Format of Vocabulary file for creating trie

jahir · October 27, 2018, 3:25pm

The first 20 lines from the supplied vocab.txt file from DeepSpeech/data/lm folder are:

a
a''s
a''t
a'a
a'ad
a'ade
a'ain't
a'al
a'am
a'an
a'ana
a'andy
a'ane
a'ant
a'arf
a'b'c'd
a'b'cd
a'b'd'd'c'a
a'b'ilin

What is the usage of apostrophe here. More precisely what should each line of vocabulary file contain? Should each line simpy contain each word that appears in the language corpus? Or is there any special formatting required?

reuben · October 27, 2018, 5:16pm

data/lm/README.md explains how it was created, it’s just lower case words from the same corpus that was used to create the language model.
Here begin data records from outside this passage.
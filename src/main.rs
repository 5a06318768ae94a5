use axum::{middleware::from_fn, Router};
use ienet_core::core::config::Config;
use ienet_core::core::openapi::{ApiDoc, SwaggerInfoModifier};
use ienet_core::core::{database, middleware};
use ienet_core::features::auth::{routes as auth_routes, JwtValidator};
use ienet_core::features::catalog::{
    routes as catalog_routes, CategoryService, FeatureService, OfferingService,
};
use ienet_core::features::dashboard::{routes as dashboard_routes, DashboardService};
use ienet_core::features::enquiries::{routes as enquiries_routes, EnquiryService};
use ienet_core::features::pages::{routes as pages_routes, PageService};
use ienet_core::features::projects::{routes as projects_routes, ProjectService};
use ienet_core::features::sitemap::{routes as sitemap_routes, SitemapService};
use ienet_core::features::templates::{routes as templates_routes, TemplateService};
use std::sync::Arc;
use tower_http::request_id::{PropagateRequestIdLayer, SetRequestIdLayer};
use tower_http::trace::{DefaultOnRequest, DefaultOnResponse, TraceLayer};
use tracing::Level;
use tracing_subscriber::{layer::SubscriberExt, util::SubscriberInitExt};
use utoipa::Modify;
use utoipa::OpenApi;
use utoipa_swagger_ui::SwaggerUi;

fn main() -> anyhow::Result<()> {
    // Build Tokio runtime with configurable worker threads
    let worker_threads = std::env::var("TOKIO_WORKER_THREADS")
        .ok()
        .and_then(|s| s.parse().ok())
        .unwrap_or_else(|| {
            std::thread::available_parallelism()
                .map(|p| p.get())
                .unwrap_or(4)
        });

    let runtime = tokio::runtime::Builder::new_multi_thread()
        .worker_threads(worker_threads)
        .max_blocking_threads(worker_threads * 4)
        .enable_all()
        .build()?;

    runtime.block_on(async_main(worker_threads))
}

async fn async_main(worker_threads: usize) -> anyhow::Result<()> {
    // Load .env file BEFORE initializing logger so RUST_LOG is available
    let _ = dotenvy::dotenv();

    tracing_subscriber::registry()
        .with(
            tracing_subscriber::EnvFilter::try_from_default_env().unwrap_or_else(|_| "info".into()),
        )
        .with(tracing_subscriber::fmt::layer())
        .init();

    // Load configuration
    let config = Config::from_env().map_err(|e| anyhow::anyhow!(e))?;

    // Log system info
    let available_cpus = std::thread::available_parallelism()
        .map(|p| p.get())
        .unwrap_or(1);
    tracing::info!(
        "System info: available_cpus={}, tokio_worker_threads={}, pid={}",
        available_cpus,
        worker_threads,
        std::process::id()
    );

    tracing::info!("Configuration loaded successfully");

    // Create database connection pool
    let pool = database::create_pool(&config.database).await?;
    tracing::info!(
        "Database connection pool created for {}",
        config.database.redacted_url()
    );

    // Run migrations automatically
    tracing::info!("Running database migrations...");
    sqlx::migrate!("./migrations")
        .run(&pool)
        .await
        .map_err(|e| anyhow::anyhow!("Migration failed: {}", e))?;
    tracing::info!("Database migrations completed successfully");

    // Initialize auth
    let jwt_validator = Arc::new(JwtValidator::new(&config.auth));
    tracing::info!(
        "Auth configuration initialized (unauthorized clients are sent to {})",
        config.auth.login_path
    );

    // Initialize catalog services
    let category_service = Arc::new(CategoryService::new(pool.clone()));
    let offering_service = Arc::new(OfferingService::new(pool.clone()));
    let feature_service = Arc::new(FeatureService::new(pool.clone()));
    tracing::info!("Catalog services initialized");

    // Initialize content services
    let page_service = Arc::new(PageService::new(pool.clone()));
    let template_service = Arc::new(TemplateService::new(pool.clone()));
    let project_service = Arc::new(ProjectService::new(pool.clone()));
    tracing::info!("Content services initialized");

    // Initialize Enquiry Service
    let enquiry_service = Arc::new(EnquiryService::new(pool.clone()));
    tracing::info!("Enquiry service initialized");

    // Initialize Dashboard Service
    let dashboard_service = Arc::new(DashboardService::new(pool.clone()));
    tracing::info!("Dashboard service initialized");

    // Initialize Sitemap Service
    let sitemap_service = Arc::new(SitemapService::new(
        pool.clone(),
        config.site.base_url.clone(),
    ));
    tracing::info!("Sitemap service initialized for {}", config.site.base_url);

    // Build application router with dynamic swagger config
    let swagger_modifier = SwaggerInfoModifier {
        title: config.swagger.title.clone(),
        version: config.swagger.version.clone(),
        description: config.swagger.description.clone(),
    };

    let mut openapi = ApiDoc::openapi();
    swagger_modifier.modify(&mut openapi);

    // Build swagger router
    let swagger = if let Some(credentials) = config.swagger.credentials() {
        tracing::info!("Swagger UI basic auth enabled");
        Router::new()
            .merge(SwaggerUi::new("/swagger-ui").url("/api-docs/openapi.json", openapi))
            .layer(from_fn(middleware::basic_auth_middleware(Arc::new(
                credentials,
            ))))
    } else {
        tracing::info!("Swagger UI basic auth disabled (no credentials configured)");
        Router::new().merge(SwaggerUi::new("/swagger-ui").url("/api-docs/openapi.json", openapi))
    };

    // Protected routes (require JWT authentication)
    let protected_routes = Router::new()
        .merge(auth_routes::protected_routes())
        .merge(catalog_routes::admin_routes(
            Arc::clone(&category_service),
            Arc::clone(&offering_service),
            Arc::clone(&feature_service),
        ))
        .merge(pages_routes::protected_routes(Arc::clone(&page_service)))
        .merge(templates_routes::protected_routes(Arc::clone(
            &template_service,
        )))
        .merge(projects_routes::admin_routes(Arc::clone(&project_service)))
        .merge(enquiries_routes::admin_routes(Arc::clone(&enquiry_service)))
        .merge(dashboard_routes(dashboard_service))
        .route_layer(axum::middleware::from_fn_with_state(
            jwt_validator.clone(),
            middleware::auth_middleware,
        ));

    // Simple health check endpoint (no auth required)
    async fn health_check() -> axum::http::StatusCode {
        axum::http::StatusCode::OK
    }
    let health_route = Router::new().route("/health", axum::routing::get(health_check));

    // Public routes (no auth required)
    let public_routes = Router::new()
        .merge(catalog_routes::public_routes(
            category_service,
            offering_service,
            feature_service,
        ))
        .merge(pages_routes::public_routes(page_service))
        .merge(templates_routes::public_routes(template_service))
        .merge(projects_routes::public_routes(project_service))
        .merge(enquiries_routes::public_routes(enquiry_service))
        .merge(sitemap_routes(sitemap_service));

    let app = Router::new()
        .merge(swagger)
        .merge(protected_routes)
        .merge(public_routes)
        .merge(health_route)
        .layer(axum::extract::DefaultBodyLimit::max(
            config.app.max_request_body_size,
        ))
        .layer(middleware::cors_layer(
            config.app.cors_allowed_origins.clone(),
        ))
        // Propagate X-Request-Id to response headers
        .layer(PropagateRequestIdLayer::x_request_id())
        .layer(
            TraceLayer::new_for_http()
                .make_span_with(middleware::MakeSpanWithRequestId)
                .on_request(DefaultOnRequest::new().level(Level::INFO))
                .on_response(DefaultOnResponse::new().level(Level::INFO)),
        )
        // Generate X-Request-Id using UUID v7 (or use client-provided one)
        .layer(SetRequestIdLayer::x_request_id(middleware::MakeRequestUuid));

    // Start server
    let addr = config.app.server_address();
    let socket_addr: std::net::SocketAddr = addr
        .parse()
        .map_err(|e| anyhow::anyhow!("Invalid address: {}", e))?;

    // Use socket2 for TCP listener configuration
    let socket = socket2::Socket::new(
        socket2::Domain::for_address(socket_addr),
        socket2::Type::STREAM,
        Some(socket2::Protocol::TCP),
    )?;

    socket.set_reuse_address(true)?;
    #[cfg(unix)]
    socket.set_reuse_port(true)?;
    socket.set_nodelay(true)?;

    socket.set_recv_buffer_size(256 * 1024)?;
    socket.set_send_buffer_size(256 * 1024)?;

    #[cfg(target_os = "linux")]
    {
        let keepalive = socket2::TcpKeepalive::new()
            .with_time(std::time::Duration::from_secs(60))
            .with_interval(std::time::Duration::from_secs(10))
            .with_retries(3);
        socket.set_tcp_keepalive(&keepalive)?;
    }
    #[cfg(not(target_os = "linux"))]
    {
        let keepalive = socket2::TcpKeepalive::new().with_time(std::time::Duration::from_secs(60));
        socket.set_tcp_keepalive(&keepalive)?;
    }

    socket.set_nonblocking(true)?;
    socket.bind(&socket_addr.into())?;
    socket.listen(65535)?;

    let listener = tokio::net::TcpListener::from_std(socket.into())?;
    tracing::info!("Server listening on {}", format!("http://{}", addr));
    tracing::info!(
        "Swagger UI available at {}",
        format!("http://{}/swagger-ui/", addr)
    );

    axum::serve(listener, app).await?;

    Ok(())
}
jahir · October 27, 2018, 7:24pm

I looked at the README.md and generated my vocabulary file using the given command. But I was somewhat confused seeing apostrophes in middle of word in the provided data/lm/vocab.txt file.
My language corpus does not have any apostrophe. So, if my vocabulary file contains the unique words that appear in the language corpus, it would be okay, right?

reuben · October 27, 2018, 8:27pm

Yes.

(Apparently replies need to be 20 characters or longer)